◆ PROVIDED INFORMATION
//! Protected route guard.

use ewaste_core::domain::{Route, Session, StorageKey};
use ewaste_core::ports::{ApiError, AuthError};

use crate::error::{AppError, AppResult};
use crate::state::AppState;

/// Returns the stored session or redirects to the login screen.
///
/// A JWT whose `exp` has passed is deleted before redirecting. Tokens the
/// inspector can't read are passed through for the backend to judge.
pub async fn require_session(state: &AppState) -> AppResult<Session> {
    let Some(token) = state.store.get(StorageKey::Token).await? else {
        return Err(AppError::Redirect {
            route: Route::Login,
            reason: None,
        });
    };

    match state.tokens.inspect(&token) {
        Ok(_) => Ok(Session::new(token)),
        Err(AuthError::InvalidToken(reason)) => {
            tracing::debug!(%reason, "Unreadable session token, sending as-is");
            Ok(Session::new(token))
        }
        Err(e @ (AuthError::TokenExpired | AuthError::MissingAuth)) => {
            state.store.remove(StorageKey::Token).await?;
            tracing::warn!("Stored session rejected, token cleared: {e}");
            match e {
                AuthError::TokenExpired => Err(AppError::redirect(Route::Login, e.to_string())),
                _ => Err(AppError::Redirect {
                    route: Route::Login,
                    reason: None,
                }),
            }
        }
    }
}

/// Passes a backend result through. A 401 means the server no longer accepts
/// the stored token, so it is deleted and the user is sent to login.
pub async fn authorized<T>(state: &AppState, result: Result<T, ApiError>) -> AppResult<T> {
    match result {
        Err(err) if err.is_unauthorized() => {
            state.store.remove(StorageKey::Token).await?;
            tracing::warn!(%err, "Backend rejected the session token, token cleared");
            Err(AppError::redirect(
                Route::Login,
                AuthError::TokenExpired.to_string(),
            ))
        }
        result => Ok(result?),
    }
}

/// Resolves a path and applies the guard when the route is protected.
pub async fn enter(state: &AppState, path: &str) -> AppResult<Route> {
    let route = Route::resolve(path);
    if route.is_protected() {
        require_session(state).await?;
    }
    Ok(route)
}
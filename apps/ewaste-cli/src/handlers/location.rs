//! Pickup address picker backed by the geocoder.

use serde::Serialize;

use ewaste_core::DomainError;
use ewaste_core::domain::{Place, coordinates_label};

use crate::error::AppResult;
use crate::state::AppState;

#[derive(Debug, Clone, PartialEq, Serialize)]
pub struct PickedAddress {
    pub lat: f64,
    pub lon: f64,
    pub address: String,
}

pub async fn search(state: &AppState, query: &str) -> AppResult<Vec<Place>> {
    let query = query.trim();
    if query.is_empty() {
        return Err(DomainError::validation("Enter a location to search.").into());
    }
    Ok(state.geocoder.search(query).await?)
}

/// Address for a picked point. Falls back to the coordinates on any failure.
pub async fn reverse(state: &AppState, lat: f64, lon: f64) -> PickedAddress {
    let address = match state.geocoder.reverse(lat, lon).await {
        Ok(Some(name)) => name,
        Ok(None) => coordinates_label(lat, lon),
        Err(e) => {
            tracing::debug!(error = %e, "Reverse geocoding failed");
            coordinates_label(lat, lon)
        }
    };
    PickedAddress { lat, lon, address }
}

/// Where the map opens before anything is picked.
pub fn default_location() -> Place {
    Place::default_location()
}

◆ ACTIVITY
Copy the listing in full, and keep every word exactly as it is.

◆ SOLUTION TO THIS PROBLEM
//! Protected route guard.

use ewaste_core::domain::{Route, Session, StorageKey};
use ewaste_core::ports::{ApiError, AuthError};

use crate::error::{AppError, AppResult};
use crate::state::AppState;

/// Returns the stored session or redirects to the login screen.
///
/// A JWT whose `exp` has passed is deleted before redirecting. Tokens the
/// inspector can't read are passed through for the backend to judge.
pub async fn require_session(state: &AppState) -> AppResult<Session> {
    let Some(token) = state.store.get(StorageKey::Token).await? else {
        return Err(AppError::Redirect {
            route: Route::Login,
            reason: None,
        });
    };

    match state.tokens.inspect(&token) {
        Ok(_) => Ok(Session::new(token)),
        Err(AuthError::InvalidToken(reason)) => {
            tracing::debug!(%reason, "Unreadable session token, sending as-is");
            Ok(Session::new(token))
        }
        Err(e @ (AuthError::TokenExpired | AuthError::MissingAuth)) => {
            state.store.remove(StorageKey::Token).await?;
            tracing::warn!("Stored session rejected, token cleared: {e}");
            match e {
                AuthError::TokenExpired => Err(AppError::redirect(Route::Login, e.to_string())),
                _ => Err(AppError::Redirect {
                    route: Route::Login,
                    reason: None,
                }),
            }
        }
    }
}

/// Passes a backend result through. A 401 means the server no longer accepts
/// the stored token, so it is deleted and the user is sent to login.
pub async fn authorized<T>(state: &AppState, result: Result<T, ApiError>) -> AppResult<T> {
    match result {
        Err(err) if err.is_unauthorized() => {
            state.store.remove(StorageKey::Token).await?;
            tracing::warn!(%err, "Backend rejected the session token, token cleared");
            Err(AppError::redirect(
                Route::Login,
                AuthError::TokenExpired.to_string(),
            ))
        }
        result => Ok(result?),
    }
}

/// Resolves a path and applies the guard when the route is protected.
pub async fn enter(state: &AppState, path: &str) -> AppResult<Route> {
    let route = Route::resolve(path);
    if route.is_protected() {
        require_session(state).await?;
    }
    Ok(route)
}
filename apps/ewaste-cli/src/handlers/location.rs
//! Pickup address picker backed by the geocoder.

use serde::Serialize;

use ewaste_core::DomainError;
use ewaste_core::domain::{Place, coordinates_label};

use crate::error::AppResult;
use crate::state::AppState;

#[derive(Debug, Clone, PartialEq, Serialize)]
pub struct PickedAddress {
    pub lat: f64,
    pub lon: f64,
    pub address: String,
}

pub async fn search(state: &AppState, query: &str) -> AppResult<Vec<Place>> {
    let query = query.trim();
    if query.is_empty() {
        return Err(DomainError::validation("Enter a location to search.").into());
    }
    Ok(state.geocoder.search(query).await?)
}

/// Address for a picked point. Falls back to the coordinates on any failure.
pub async fn reverse(state: &AppState, lat: f64, lon: f64) -> PickedAddress {
    let address = match state.geocoder.reverse(lat, lon).await {
        Ok(Some(name)) => name,
        Ok(None) => coordinates_label(lat, lon),
        Err(e) => {
            tracing::debug!(error = %e, "Reverse geocoding failed");
            coordinates_label(lat, lon)
        }
    };
    PickedAddress { lat, lon, address }
}

/// Where the map opens before anything is picked.
pub fn default_location() -> Place {
    Place::default_location()
}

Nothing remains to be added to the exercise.